Normalization of cDNA is widely used to improve the coverage of rare transcripts in analysis of transcriptomes employing next-generation sequencing. Recently, long-read technology has been emerging as a powerful tool for sequencing and construction of transcriptomes, especially for complex genomes containing highly similar transcripts and transcript-spliced isoforms. Here, we analyzed the transcriptome of sugarcane, with a highly polyploidy plant genome, by PacBio isoform sequencing (Iso-Seq) of two different cDNA library preparations, with and without a normalization step.
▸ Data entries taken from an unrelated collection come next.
//! Learning-rate schedules.
//!
//! At train time the framework evaluates the schedule itself from the
//! dictionary produced by [`LrSchedule::to_framework_value`]. The evaluator
//! here gives the same numbers for previews, progress lines, and backends
//! that have no scheduler of their own.

use crate::error::{TrainingError, TrainingResult};
use serde::{Deserialize, Serialize};
use serde_json::{Value, json};
use std::f64::consts::PI;

/// Epoch boundaries of the step schedule.
pub const STEP_DECAY_EPOCHS: [u64; 3] = [30, 60, 80];
/// Multipliers applied once each boundary in [`STEP_DECAY_EPOCHS`] is passed.
pub const STEP_DECAY_SCALES: [f64; 3] = [0.1, 0.01, 0.001];
/// Floor of the classification polynomial schedule.
pub const POLYNOMIAL_END_LR: f64 = 1e-5;

pub const BERT_DECAY_BATCHES: u64 = 100_000;
pub const BERT_WARMUP_BATCHES: u64 = 1000;

/// Decay strategy selected on the command line.
#[derive(Debug, Clone, Copy, PartialEq, Eq, Serialize, Deserialize, clap::ValueEnum)]
#[serde(rename_all = "snake_case")]
pub enum LrDecayKind {
    Cosine,
    /// Piecewise scaling at fixed epochs.
    Step,
    Polynomial,
    Exponential,
    #[value(name = "none")]
    #[serde(rename = "none")]
    Constant,
}

#[derive(Debug, Clone, PartialEq, Serialize, Deserialize)]
#[serde(tag = "type", rename_all = "snake_case")]
pub enum WarmupConf {
    Linear { warmup_batches: u64, start_multiplier: f64 },
}

impl WarmupConf {
    #[must_use]
    pub fn warmup_batches(&self) -> u64 {
        match self {
            Self::Linear { warmup_batches, .. } => *warmup_batches,
        }
    }

    fn multiplier(&self, step: u64) -> f64 {
        match self {
            Self::Linear { warmup_batches, start_multiplier } => {
                let progress = step as f64 / *warmup_batches as f64;
                start_multiplier + (1.0 - start_multiplier) * progress
            }
        }
    }

    #[must_use]
    pub fn to_framework_value(&self) -> Value {
        match self {
            Self::Linear { warmup_batches, start_multiplier } => json!({
                "linear_conf": {
                    "warmup_batches": warmup_batches,
                    "start_multiplier": start_multiplier,
                }
            }),
        }
    }
}

#[derive(Debug, Clone, PartialEq, Serialize, Deserialize)]
#[serde(tag = "type", rename_all = "snake_case")]
pub enum LearningRateDecay {
    Cosine { decay_batches: u64, alpha: f64 },
    Polynomial { decay_batches: u64, end_learning_rate: f64, power: f64, cycle: bool },
    Exponential { decay_batches: u64, decay_rate: f64, staircase: bool },
    PiecewiseScaling { boundaries: Vec<u64>, scales: Vec<f64> },
}

impl LearningRateDecay {
    /// Learning rate `t` batches after warmup ended.
    fn decayed(&self, base_lr: f64, t: u64) -> f64 {
        match self {
            Self::Cosine { decay_batches, alpha } => {
                if *decay_batches == 0 {
                    return base_lr * alpha;
                }
                let t = t.min(*decay_batches) as f64;
                let cosine = 0.5 * (1.0 + (PI * t / *decay_batches as f64).cos());
                base_lr * ((1.0 - alpha) * cosine + alpha)
            }
            Self::Polynomial { decay_batches, end_learning_rate, power, cycle } => {
                if *decay_batches == 0 {
                    return *end_learning_rate;
                }
                let (t, horizon) = if *cycle {
                    let cycles = t.div_ceil(*decay_batches).max(1);
                    (t, decay_batches * cycles)
                } else {
                    (t.min(*decay_batches), *decay_batches)
                };
                let remaining = 1.0 - t as f64 / horizon as f64;
                (base_lr - end_learning_rate) * remaining.powf(*power) + end_learning_rate
            }
            Self::Exponential { decay_batches, decay_rate, staircase } => {
                if *decay_batches == 0 {
                    return base_lr;
                }
                let mut exponent = t as f64 / *decay_batches as f64;
                if *staircase {
                    exponent = exponent.floor();
                }
                base_lr * decay_rate.powf(exponent)
            }
            Self::PiecewiseScaling { boundaries, scales } => {
                let passed = boundaries.iter().filter(|b| t >= **b).count();
                match passed.checked_sub(1).and_then(|i| scales.get(i)) {
                    Some(scale) => base_lr * scale,
                    None => base_lr,
                }
            }
        }
    }

    fn validate(&self) -> TrainingResult<()> {
        match self {
            Self::Cosine { alpha, .. } => require_unit("cosine alpha", *alpha),
            Self::Polynomial { end_learning_rate, power, .. } => {
                require_non_negative("end_learning_rate", *end_learning_rate)?;
                require_non_negative("polynomial power", *power)
            }
            Self::Exponential { decay_rate, .. } => {
                if !decay_rate.is_finite() || *decay_rate <= 0.0 {
                    return Err(TrainingError::invalid("lr_decay_rate must be > 0"));
                }
                Ok(())
            }
            Self::PiecewiseScaling { boundaries, scales } => {
                if boundaries.len() != scales.len() {
                    return Err(TrainingError::invalid(format!(
                        "piecewise schedule has {} boundaries but {} scales",
                        boundaries.len(),
                        scales.len()
                    )));
                }
                if boundaries.windows(2).any(|w| w[0] > w[1]) {
                    return Err(TrainingError::invalid("piecewise boundaries must be ascending"));
                }
                scales.iter().try_for_each(|s| require_non_negative("piecewise scale", *s))
            }
        }
    }

    #[must_use]
    pub fn to_framework_value(&self) -> Value {
        match self {
            Self::Cosine { decay_batches, alpha } => json!({
                "cosine_conf": { "decay_batches": decay_batches, "alpha": alpha }
            }),
            Self::Polynomial { decay_batches, end_learning_rate, power, cycle } => json!({
                "polynomial_conf": {
                    "decay_batches": decay_batches,
                    "end_learning_rate": end_learning_rate,
                    "power": power,
                    "cycle": cycle,
                }
            }),
            Self::Exponential { decay_batches, decay_rate, staircase } => json!({
                "exponential_conf": {
                    "decay_batches": decay_batches,
                    "decay_rate": decay_rate,
                    "staircase": staircase,
                }
            }),
            Self::PiecewiseScaling { boundaries, scales } => json!({
                "piecewise_scaling_conf": { "boundaries": boundaries, "scales": scales }
            }),
        }
    }
}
The results demonstrated that, while the two libraries included many of the same transcripts, many longer transcripts were removed and many new generally shorter transcripts were detected by normalization. For the same input cDNA and the same data yield, the normalized library recovered more total transcript isoforms, number of predicted gene families and orthologous groups, resulting in a higher representation for the sugarcane transcriptome, compared to the non-normalized library. The non-normalized library, on the other hand, included a wider transcript length range with more longer transcripts above ~1.25 kb, more transcript isoforms per gene family and gene ontology terms per transcript. A large proportion of the unique transcripts comprising ~52% of the normalized library were expressed at a lower level than the unique transcripts from the non-normalized library, across three tissue types tested including leaf, stalk and root. About 83% of the total 5,348 predicted long noncoding transcripts was derived from the normalized library, of which ~80% was derived from the lowly expressed fraction. Functional annotation of the unique transcripts suggested that each library enriched different functional transcript fractions. This demonstrated the complementation of the two approaches in obtaining a complete transcriptome of a complex genome at the sequencing depth used in this study.